Could you set down exactly the lines in the records below between the line holding "let mut by_name" and the line holding "let read_write = match", inclusive?

Records for the task below:

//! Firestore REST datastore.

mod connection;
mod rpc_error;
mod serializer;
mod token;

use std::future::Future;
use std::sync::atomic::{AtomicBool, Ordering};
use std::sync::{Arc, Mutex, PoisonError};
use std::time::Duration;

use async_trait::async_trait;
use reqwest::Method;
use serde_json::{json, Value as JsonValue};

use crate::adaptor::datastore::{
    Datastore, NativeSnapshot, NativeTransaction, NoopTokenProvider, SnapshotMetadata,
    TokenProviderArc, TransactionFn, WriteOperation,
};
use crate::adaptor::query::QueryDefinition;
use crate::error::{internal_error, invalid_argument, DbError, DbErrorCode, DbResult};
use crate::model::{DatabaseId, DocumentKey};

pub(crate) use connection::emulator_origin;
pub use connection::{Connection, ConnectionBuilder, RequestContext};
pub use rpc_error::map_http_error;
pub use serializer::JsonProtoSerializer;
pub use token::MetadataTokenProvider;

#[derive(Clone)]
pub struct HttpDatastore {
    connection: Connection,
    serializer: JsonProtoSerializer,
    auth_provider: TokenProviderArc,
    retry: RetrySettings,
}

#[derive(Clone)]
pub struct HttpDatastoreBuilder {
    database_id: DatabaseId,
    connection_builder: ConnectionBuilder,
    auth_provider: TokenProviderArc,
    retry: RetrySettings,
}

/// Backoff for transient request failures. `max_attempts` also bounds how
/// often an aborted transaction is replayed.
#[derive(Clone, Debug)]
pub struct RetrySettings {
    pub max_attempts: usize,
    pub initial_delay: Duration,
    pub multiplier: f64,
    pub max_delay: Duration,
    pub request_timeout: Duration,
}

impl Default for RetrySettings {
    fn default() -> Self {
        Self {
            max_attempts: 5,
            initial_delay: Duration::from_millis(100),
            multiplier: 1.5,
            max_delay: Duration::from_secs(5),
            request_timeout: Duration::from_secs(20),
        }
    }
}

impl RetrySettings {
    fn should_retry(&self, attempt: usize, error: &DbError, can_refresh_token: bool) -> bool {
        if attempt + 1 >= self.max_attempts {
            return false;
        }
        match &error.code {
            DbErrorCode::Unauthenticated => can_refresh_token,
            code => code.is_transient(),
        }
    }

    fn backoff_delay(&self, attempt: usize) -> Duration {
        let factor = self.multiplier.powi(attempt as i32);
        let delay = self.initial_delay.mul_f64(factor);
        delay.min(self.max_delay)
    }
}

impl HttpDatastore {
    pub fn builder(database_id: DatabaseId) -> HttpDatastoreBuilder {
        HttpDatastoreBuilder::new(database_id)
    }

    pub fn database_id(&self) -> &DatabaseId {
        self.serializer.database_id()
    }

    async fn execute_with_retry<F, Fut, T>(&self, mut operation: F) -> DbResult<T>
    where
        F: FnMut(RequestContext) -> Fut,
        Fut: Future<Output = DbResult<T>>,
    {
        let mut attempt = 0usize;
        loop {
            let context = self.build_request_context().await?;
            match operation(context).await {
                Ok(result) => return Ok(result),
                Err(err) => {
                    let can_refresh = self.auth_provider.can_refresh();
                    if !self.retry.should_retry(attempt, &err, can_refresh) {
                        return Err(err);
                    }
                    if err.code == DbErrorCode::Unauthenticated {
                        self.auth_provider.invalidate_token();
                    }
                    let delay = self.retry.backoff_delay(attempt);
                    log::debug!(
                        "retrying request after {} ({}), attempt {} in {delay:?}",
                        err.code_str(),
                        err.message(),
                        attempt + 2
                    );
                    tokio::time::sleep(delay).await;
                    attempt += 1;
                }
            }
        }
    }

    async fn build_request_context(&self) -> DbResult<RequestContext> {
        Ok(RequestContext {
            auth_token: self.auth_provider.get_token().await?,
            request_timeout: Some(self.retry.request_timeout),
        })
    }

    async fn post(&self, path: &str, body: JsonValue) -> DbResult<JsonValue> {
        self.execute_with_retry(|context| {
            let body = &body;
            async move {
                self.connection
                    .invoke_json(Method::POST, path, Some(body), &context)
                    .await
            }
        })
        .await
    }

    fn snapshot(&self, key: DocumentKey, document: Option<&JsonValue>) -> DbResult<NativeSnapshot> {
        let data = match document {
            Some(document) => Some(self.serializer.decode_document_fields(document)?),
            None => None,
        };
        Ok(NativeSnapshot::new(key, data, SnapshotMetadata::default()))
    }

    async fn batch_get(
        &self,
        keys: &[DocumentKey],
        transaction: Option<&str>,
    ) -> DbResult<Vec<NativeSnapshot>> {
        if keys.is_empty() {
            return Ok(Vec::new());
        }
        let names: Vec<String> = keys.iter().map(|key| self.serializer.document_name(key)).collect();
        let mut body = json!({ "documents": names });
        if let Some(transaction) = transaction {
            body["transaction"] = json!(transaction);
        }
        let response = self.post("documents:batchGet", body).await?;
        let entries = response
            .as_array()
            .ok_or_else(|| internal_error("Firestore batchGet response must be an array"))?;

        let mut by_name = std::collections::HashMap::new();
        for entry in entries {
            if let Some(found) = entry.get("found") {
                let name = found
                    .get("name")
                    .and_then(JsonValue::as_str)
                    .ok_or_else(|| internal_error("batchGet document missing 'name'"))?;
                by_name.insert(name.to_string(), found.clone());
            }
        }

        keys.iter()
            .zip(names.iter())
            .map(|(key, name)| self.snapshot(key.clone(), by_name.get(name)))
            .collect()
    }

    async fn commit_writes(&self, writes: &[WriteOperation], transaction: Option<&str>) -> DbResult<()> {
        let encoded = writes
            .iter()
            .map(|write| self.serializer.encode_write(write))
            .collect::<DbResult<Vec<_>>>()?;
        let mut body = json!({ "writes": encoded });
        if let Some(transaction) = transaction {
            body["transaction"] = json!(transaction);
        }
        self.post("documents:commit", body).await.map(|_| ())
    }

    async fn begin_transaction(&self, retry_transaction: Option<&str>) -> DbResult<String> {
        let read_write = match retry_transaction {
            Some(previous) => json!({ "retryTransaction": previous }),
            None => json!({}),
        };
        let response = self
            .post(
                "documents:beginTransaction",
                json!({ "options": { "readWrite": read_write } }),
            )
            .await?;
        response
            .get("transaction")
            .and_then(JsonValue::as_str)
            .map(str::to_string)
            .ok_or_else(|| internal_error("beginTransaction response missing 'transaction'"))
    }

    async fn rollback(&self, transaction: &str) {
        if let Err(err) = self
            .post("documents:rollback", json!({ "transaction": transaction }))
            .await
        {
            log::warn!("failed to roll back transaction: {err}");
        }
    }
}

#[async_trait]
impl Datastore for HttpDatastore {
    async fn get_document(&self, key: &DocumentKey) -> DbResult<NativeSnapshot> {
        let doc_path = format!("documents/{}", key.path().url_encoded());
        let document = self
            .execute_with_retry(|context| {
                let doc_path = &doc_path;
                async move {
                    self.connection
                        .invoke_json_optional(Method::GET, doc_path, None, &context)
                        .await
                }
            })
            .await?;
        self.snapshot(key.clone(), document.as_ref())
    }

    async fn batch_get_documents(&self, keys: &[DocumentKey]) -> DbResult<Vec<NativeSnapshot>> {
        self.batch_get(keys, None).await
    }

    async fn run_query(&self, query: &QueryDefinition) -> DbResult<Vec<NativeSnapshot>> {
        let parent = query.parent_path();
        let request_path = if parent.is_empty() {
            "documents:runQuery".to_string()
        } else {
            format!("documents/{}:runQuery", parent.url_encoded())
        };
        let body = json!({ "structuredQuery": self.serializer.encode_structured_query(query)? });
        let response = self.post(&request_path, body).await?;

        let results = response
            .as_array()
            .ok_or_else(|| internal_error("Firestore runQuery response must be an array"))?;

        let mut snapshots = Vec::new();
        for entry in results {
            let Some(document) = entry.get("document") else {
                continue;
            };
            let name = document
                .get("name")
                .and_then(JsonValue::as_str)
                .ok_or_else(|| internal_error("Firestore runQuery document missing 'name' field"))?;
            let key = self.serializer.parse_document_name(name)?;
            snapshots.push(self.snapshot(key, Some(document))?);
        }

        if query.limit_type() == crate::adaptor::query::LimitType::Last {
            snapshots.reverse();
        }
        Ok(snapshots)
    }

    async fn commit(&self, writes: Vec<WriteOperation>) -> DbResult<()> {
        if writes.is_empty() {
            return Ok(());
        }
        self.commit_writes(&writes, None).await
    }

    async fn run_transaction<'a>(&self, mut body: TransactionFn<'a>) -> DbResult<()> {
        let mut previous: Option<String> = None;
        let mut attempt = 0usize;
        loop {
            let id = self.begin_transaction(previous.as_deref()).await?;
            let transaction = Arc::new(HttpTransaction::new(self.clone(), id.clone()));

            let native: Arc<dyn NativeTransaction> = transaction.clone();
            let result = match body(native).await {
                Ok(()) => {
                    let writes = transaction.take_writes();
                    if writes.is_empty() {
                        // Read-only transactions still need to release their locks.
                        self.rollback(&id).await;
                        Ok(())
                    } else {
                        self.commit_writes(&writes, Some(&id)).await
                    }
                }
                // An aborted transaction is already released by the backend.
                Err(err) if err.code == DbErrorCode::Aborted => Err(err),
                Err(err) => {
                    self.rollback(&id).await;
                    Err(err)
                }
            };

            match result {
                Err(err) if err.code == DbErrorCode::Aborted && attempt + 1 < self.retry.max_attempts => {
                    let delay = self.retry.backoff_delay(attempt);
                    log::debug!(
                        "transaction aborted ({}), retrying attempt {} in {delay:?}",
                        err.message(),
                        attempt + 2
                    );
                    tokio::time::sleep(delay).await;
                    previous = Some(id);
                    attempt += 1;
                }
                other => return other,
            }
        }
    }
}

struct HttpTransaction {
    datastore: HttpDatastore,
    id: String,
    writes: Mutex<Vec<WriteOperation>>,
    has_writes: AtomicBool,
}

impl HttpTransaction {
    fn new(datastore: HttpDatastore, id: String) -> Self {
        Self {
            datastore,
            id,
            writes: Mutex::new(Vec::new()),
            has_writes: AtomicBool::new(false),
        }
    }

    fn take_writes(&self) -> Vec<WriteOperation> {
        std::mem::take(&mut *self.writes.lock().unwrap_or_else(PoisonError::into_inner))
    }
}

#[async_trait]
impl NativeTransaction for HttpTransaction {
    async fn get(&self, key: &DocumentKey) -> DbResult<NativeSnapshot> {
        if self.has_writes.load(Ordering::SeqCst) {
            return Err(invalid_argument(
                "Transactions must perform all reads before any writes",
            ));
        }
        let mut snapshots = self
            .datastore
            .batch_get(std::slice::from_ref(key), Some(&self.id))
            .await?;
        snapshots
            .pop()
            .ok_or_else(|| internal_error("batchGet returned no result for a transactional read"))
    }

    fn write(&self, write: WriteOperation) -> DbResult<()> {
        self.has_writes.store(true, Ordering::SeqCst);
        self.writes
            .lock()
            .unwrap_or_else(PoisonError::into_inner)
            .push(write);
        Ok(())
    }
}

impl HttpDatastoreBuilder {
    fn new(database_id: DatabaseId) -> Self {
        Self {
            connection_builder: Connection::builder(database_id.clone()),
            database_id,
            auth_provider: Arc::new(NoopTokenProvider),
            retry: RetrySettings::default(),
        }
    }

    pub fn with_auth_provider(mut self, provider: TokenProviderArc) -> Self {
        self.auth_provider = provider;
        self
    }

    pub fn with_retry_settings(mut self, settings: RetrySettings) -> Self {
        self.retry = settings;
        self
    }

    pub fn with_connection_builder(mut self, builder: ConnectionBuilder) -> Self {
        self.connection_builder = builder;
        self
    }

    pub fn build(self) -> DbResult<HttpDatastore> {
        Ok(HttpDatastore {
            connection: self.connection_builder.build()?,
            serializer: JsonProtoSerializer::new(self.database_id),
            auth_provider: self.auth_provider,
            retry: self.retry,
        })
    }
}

End of Records for the task.

* **Task output**:
        let mut by_name = std::collections::HashMap::new();
        for entry in entries {
            if let Some(found) = entry.get("found") {
                let name = found
                    .get("name")
                    .and_then(JsonValue::as_str)
                    .ok_or_else(|| internal_error("batchGet document missing 'name'"))?;
                by_name.insert(name.to_string(), found.clone());
            }
        }

        keys.iter()
            .zip(names.iter())
            .map(|(key, name)| self.snapshot(key.clone(), by_name.get(name)))
            .collect()
    }

    async fn commit_writes(&self, writes: &[WriteOperation], transaction: Option<&str>) -> DbResult<()> {
        let encoded = writes
            .iter()
            .map(|write| self.serializer.encode_write(write))
            .collect::<DbResult<Vec<_>>>()?;
        let mut body = json!({ "writes": encoded });
        if let Some(transaction) = transaction {
            body["transaction"] = json!(transaction);
        }
        self.post("documents:commit", body).await.map(|_| ())
    }

    async fn begin_transaction(&self, retry_transaction: Option<&str>) -> DbResult<String> {
        let read_write = match retry_transaction {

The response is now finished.